Transcribe the line containing "let list: AssetList" and every line after it, exactly, through the end of the records.

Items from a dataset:
========================
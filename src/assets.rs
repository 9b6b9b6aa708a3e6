//! Release asset list loader
//!
//! Turns a JSON list of published image assets into remap entries. Each
//! asset gets a stable, human-typable key derived from its board,
//! distribution, kernel branch and variant, so that a request for
//! `nightly/rockpro64/Bullseye_current_minimal` lands on whatever file is
//! currently published for that combination.

use crate::error::{RedirectorError, Result};
use serde::{Deserialize, Serialize};
use std::collections::BTreeMap;
use tracing::warn;
use url::Url;

/// Asset list document
#[derive(Debug, Clone, Default, Serialize, Deserialize)]
pub struct AssetList {
    #[serde(default)]
    pub assets: Vec<ReleaseAsset>,
}

/// One published file
#[derive(Debug, Clone, Default, PartialEq, Serialize, Deserialize)]
#[serde(default)]
pub struct ReleaseAsset {
    pub board_slug: String,
    pub file_url: String,
    pub file_updated: String,
    pub file_size: String,
    pub distro_release: String,
    pub kernel_branch: String,
    pub image_variant: String,
    #[serde(rename = "preinstalled_application")]
    pub preinstalled: String,
    pub promoted: String,
    #[serde(rename = "download_repository")]
    pub repository: String,
    #[serde(rename = "file_extension")]
    pub extension: String,
}

/// Extension markers that add a suffix to the key; first match wins
const EXTENSION_SUFFIXES: &[(&str, &str)] = &[
    ("boot-sms.img.xz", "-boot-sms"),
    ("boot-boe.img.xz", "-boot-boe"),
    ("boot-csot.img.xz", "-boot-csot"),
    ("rootfs.img.xz", "-rootfs"),
    ("img.qcow2.xz", "-qcow2"),
    ("boot.bin.xz", "-uboot-bin"),
];

/// Extensions of primary image archives, which also claim the bare key
const IMAGE_EXTENSIONS: &[&str] = &["img.xz", "img.qcow2.xz", "boot.bin.xz"];

/// Auxiliary file extensions shortened in the dotted key
const AUXILIARY_EXTENSIONS: &[(&str, &str)] = &[
    (".sha", "sha"),
    (".asc", "asc"),
    (".torrent", "torrent"),
];

/// Repository classifier whose assets live under `nightly/`
const NIGHTLY_REPOSITORY: &str = "os";

/// Keys derived for a single asset
#[derive(Debug, Clone, PartialEq, Eq)]
pub struct AssetKeys {
    /// Extension-less key, only for primary image archives
    pub bare: Option<String>,
    /// Key with a dotted extension suffix
    pub dotted: String,
}

impl ReleaseAsset {
    /// Derive the remap keys for this asset
    pub fn keys(&self) -> AssetKeys {
        let mut key = String::new();

        if self.repository == NIGHTLY_REPOSITORY {
            key.push_str("nightly/");
        }

        key.push_str(&self.board_slug);
        key.push('/');
        key.push_str(&title_case(&self.distro_release));
        key.push('_');
        key.push_str(&self.kernel_branch);
        key.push('_');
        key.push_str(&self.image_variant);

        if !self.preinstalled.is_empty() {
            key.push('-');
            key.push_str(&self.preinstalled);
        }

        if let Some((_, suffix)) = EXTENSION_SUFFIXES
            .iter()
            .find(|(marker, _)| self.extension.contains(marker))
        {
            key.push_str(suffix);
        }

        let bare = IMAGE_EXTENSIONS
            .iter()
            .any(|ext| self.extension.ends_with(ext))
            .then(|| key.clone());

        let extension = AUXILIARY_EXTENSIONS
            .iter()
            .find(|(ext, _)| self.extension.ends_with(ext))
            .map(|(_, short)| *short)
            .unwrap_or(self.extension.as_str());

        AssetKeys {
            bare,
            dotted: format!("{}.{}", key, extension),
        }
    }
}

/// Uppercase the first letter of each word and lowercase the rest
pub fn title_case(s: &str) -> String {
    let mut out = String::with_capacity(s.len());
    let mut word_start = true;

    for c in s.chars() {
        if c.is_alphanumeric() {
            if word_start {
                out.extend(c.to_uppercase());
            } else {
                out.extend(c.to_lowercase());
            }
            word_start = false;
        } else {
            out.push(c);
            word_start = true;
        }
    }

    out
}

/// Extract the path component of an asset URL
///
/// The redirect engine always attaches a mirror's own host, so scheme and
/// host are dropped. Relative references are kept as their path part.
pub fn url_path(raw: &str) -> std::result::Result<String, url::ParseError> {
    match Url::parse(raw) {
        Ok(url) => Ok(url.path().to_string()),
        Err(url::ParseError::RelativeUrlWithoutBase) => {
            let end = raw.find(|c: char| c == '?' || c == '#').unwrap_or(raw.len());
            Ok(raw[..end].to_string())
        }
        Err(e) => Err(e),
    }
}

/// Build remap entries from a JSON asset list
///
/// # Returns
/// * `Ok((entries, skipped))` where `skipped` counts assets with unparsable URLs
/// * `Err(RemapParse)` if the payload is not a valid asset list
pub fn load_asset_list(bytes: &[u8]) -> Result<(BTreeMap<String, String>, usize)> {
    let list: AssetList = serde_json::from_slice(bytes)
        .map_err(|e| RedirectorError::RemapParse(format!("invalid asset list: {}", e)))?;

    let mut entries = BTreeMap::new();
    let mut skipped = 0;

    for asset in &list.assets {
        let path = match url_path(&asset.file_url) {
            Ok(path) => path,
            Err(e) => {
                warn!(
                    error = %e,
                    uri = %asset.file_url,
                    "Error parsing redirect url or path"
                );
                skipped += 1;
                continue;
            }
        };

        let keys = asset.keys();
        if let Some(bare) = keys.bare {
            entries.insert(bare, path.clone());
        }
        entries.insert(keys.dotted, path);
    }

    Ok((entries, skipped))
}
========================
YOUR RESPONSE >>
    let list: AssetList = serde_json::from_slice(bytes)
        .map_err(|e| RedirectorError::RemapParse(format!("invalid asset list: {}", e)))?;

    let mut entries = BTreeMap::new();
    let mut skipped = 0;

    for asset in &list.assets {
        let path = match url_path(&asset.file_url) {
            Ok(path) => path,
            Err(e) => {
                warn!(
                    error = %e,
                    uri = %asset.file_url,
                    "Error parsing redirect url or path"
                );
                skipped += 1;
                continue;
            }
        };

        let keys = asset.keys();
        if let Some(bare) = keys.bare {
            entries.insert(bare, path.clone());
        }
        entries.insert(keys.dotted, path);
    }

    Ok((entries, skipped))
}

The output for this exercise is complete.